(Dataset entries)
***

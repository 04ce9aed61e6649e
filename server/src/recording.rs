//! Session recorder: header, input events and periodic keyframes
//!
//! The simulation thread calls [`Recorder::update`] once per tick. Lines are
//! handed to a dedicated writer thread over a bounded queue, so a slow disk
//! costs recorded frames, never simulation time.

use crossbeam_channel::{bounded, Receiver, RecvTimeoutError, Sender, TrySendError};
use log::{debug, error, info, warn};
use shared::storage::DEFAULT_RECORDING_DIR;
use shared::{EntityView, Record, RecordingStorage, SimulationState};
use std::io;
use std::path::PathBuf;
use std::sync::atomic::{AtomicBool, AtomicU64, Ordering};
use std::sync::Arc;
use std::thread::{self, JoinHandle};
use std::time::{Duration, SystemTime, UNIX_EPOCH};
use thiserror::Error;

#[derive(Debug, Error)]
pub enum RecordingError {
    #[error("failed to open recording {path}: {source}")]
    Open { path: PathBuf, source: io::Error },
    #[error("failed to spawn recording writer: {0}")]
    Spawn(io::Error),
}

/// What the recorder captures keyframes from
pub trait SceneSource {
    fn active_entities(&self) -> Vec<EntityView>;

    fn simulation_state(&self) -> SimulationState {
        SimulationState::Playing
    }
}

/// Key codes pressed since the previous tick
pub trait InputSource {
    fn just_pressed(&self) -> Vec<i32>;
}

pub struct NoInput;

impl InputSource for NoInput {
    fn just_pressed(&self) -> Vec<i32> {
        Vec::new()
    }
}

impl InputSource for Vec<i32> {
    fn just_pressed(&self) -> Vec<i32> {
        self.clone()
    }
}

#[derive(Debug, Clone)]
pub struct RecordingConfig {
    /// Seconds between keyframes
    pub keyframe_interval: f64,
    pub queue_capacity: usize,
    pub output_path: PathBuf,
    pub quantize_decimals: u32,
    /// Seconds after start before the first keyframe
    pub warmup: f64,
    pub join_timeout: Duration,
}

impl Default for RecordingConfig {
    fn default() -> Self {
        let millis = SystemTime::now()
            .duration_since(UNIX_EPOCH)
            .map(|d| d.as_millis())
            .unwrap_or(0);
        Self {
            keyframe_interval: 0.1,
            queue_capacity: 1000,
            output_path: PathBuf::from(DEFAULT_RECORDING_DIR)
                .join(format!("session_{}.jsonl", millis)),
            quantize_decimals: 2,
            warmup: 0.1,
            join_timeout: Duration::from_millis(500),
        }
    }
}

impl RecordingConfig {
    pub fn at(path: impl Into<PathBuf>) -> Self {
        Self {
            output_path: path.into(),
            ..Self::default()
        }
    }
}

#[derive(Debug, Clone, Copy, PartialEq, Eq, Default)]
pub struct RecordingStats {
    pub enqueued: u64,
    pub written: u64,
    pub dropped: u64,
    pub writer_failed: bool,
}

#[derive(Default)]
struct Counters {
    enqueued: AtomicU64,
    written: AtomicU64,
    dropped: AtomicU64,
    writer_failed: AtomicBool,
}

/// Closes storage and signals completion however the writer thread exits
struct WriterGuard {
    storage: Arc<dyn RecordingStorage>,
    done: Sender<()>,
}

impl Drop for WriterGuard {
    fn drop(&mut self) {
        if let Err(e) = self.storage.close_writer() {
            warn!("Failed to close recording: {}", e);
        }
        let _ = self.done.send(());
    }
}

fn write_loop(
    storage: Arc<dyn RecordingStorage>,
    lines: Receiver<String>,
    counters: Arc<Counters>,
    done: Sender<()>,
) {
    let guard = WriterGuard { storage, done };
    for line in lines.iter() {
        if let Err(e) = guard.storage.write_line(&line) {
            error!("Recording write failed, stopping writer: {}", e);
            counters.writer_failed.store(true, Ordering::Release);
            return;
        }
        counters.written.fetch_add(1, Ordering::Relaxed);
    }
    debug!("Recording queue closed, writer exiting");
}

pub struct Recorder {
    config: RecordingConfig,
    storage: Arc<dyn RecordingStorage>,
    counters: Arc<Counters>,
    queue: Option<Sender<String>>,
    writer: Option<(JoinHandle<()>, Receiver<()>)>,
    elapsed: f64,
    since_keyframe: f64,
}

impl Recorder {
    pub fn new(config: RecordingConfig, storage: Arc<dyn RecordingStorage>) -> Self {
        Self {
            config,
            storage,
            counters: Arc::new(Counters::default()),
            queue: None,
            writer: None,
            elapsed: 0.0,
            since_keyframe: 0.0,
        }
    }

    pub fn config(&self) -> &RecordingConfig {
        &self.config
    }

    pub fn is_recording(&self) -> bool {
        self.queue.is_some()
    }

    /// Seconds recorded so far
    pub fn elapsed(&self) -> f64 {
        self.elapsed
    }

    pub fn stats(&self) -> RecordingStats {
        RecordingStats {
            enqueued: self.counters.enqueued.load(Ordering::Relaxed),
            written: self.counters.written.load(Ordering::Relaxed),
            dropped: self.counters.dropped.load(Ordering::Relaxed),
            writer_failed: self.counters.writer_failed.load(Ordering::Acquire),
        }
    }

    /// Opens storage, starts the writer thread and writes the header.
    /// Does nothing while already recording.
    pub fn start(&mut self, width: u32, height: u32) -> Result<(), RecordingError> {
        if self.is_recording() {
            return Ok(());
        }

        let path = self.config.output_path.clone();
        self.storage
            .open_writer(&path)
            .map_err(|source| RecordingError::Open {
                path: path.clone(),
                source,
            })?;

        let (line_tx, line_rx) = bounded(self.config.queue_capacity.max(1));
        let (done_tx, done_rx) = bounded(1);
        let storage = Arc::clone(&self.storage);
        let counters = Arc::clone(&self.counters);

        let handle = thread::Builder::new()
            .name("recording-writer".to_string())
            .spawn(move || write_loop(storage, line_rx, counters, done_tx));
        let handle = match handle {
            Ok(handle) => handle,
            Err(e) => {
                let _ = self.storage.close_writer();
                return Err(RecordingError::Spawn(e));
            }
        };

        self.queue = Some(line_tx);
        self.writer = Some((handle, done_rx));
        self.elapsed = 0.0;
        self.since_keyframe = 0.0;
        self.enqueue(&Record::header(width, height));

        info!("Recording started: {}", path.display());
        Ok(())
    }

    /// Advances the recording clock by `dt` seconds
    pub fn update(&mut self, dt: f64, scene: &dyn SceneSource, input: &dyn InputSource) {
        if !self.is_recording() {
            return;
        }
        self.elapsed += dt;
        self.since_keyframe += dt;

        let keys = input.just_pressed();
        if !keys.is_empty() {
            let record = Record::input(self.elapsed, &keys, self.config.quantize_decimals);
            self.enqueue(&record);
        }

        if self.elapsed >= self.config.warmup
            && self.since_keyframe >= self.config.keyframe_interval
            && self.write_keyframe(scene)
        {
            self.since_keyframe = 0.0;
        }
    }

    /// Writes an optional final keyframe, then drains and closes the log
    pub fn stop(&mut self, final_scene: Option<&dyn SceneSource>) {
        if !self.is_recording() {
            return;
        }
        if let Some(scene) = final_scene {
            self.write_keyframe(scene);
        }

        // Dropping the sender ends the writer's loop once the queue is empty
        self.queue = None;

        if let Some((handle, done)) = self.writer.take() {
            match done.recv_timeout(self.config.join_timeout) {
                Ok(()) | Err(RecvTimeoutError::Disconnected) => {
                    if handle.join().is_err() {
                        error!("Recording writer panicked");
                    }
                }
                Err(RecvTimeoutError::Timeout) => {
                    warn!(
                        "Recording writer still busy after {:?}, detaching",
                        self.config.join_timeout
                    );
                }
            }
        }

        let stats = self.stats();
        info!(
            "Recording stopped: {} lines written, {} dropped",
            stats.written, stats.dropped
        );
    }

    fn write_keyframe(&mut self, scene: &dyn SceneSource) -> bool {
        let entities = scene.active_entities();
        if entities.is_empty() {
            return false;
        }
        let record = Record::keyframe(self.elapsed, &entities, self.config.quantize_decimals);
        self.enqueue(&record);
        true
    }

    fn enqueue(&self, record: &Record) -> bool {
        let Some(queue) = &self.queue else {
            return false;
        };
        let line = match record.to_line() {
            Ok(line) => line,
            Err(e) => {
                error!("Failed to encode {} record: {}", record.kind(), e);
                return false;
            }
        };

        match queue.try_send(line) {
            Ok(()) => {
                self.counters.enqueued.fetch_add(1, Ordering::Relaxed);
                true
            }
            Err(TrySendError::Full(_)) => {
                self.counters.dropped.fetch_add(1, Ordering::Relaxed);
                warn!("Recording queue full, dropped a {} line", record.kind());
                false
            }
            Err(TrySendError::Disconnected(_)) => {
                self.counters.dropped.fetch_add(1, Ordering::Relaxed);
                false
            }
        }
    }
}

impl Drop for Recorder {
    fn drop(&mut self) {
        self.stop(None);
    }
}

***

* WHAT IS NEEDED:
Starting at the first line of the records above, please copy each line exactly until you reach the line containing "tick. Lines are". Include that line and stop there.

* WRITTEN SOLUTION:
repository 04ce9aed61e6649e
filename server/src/recording.rs
//! Session recorder: header, input events and periodic keyframes
//!
//! The simulation thread calls [`Recorder::update`] once per tick. Lines are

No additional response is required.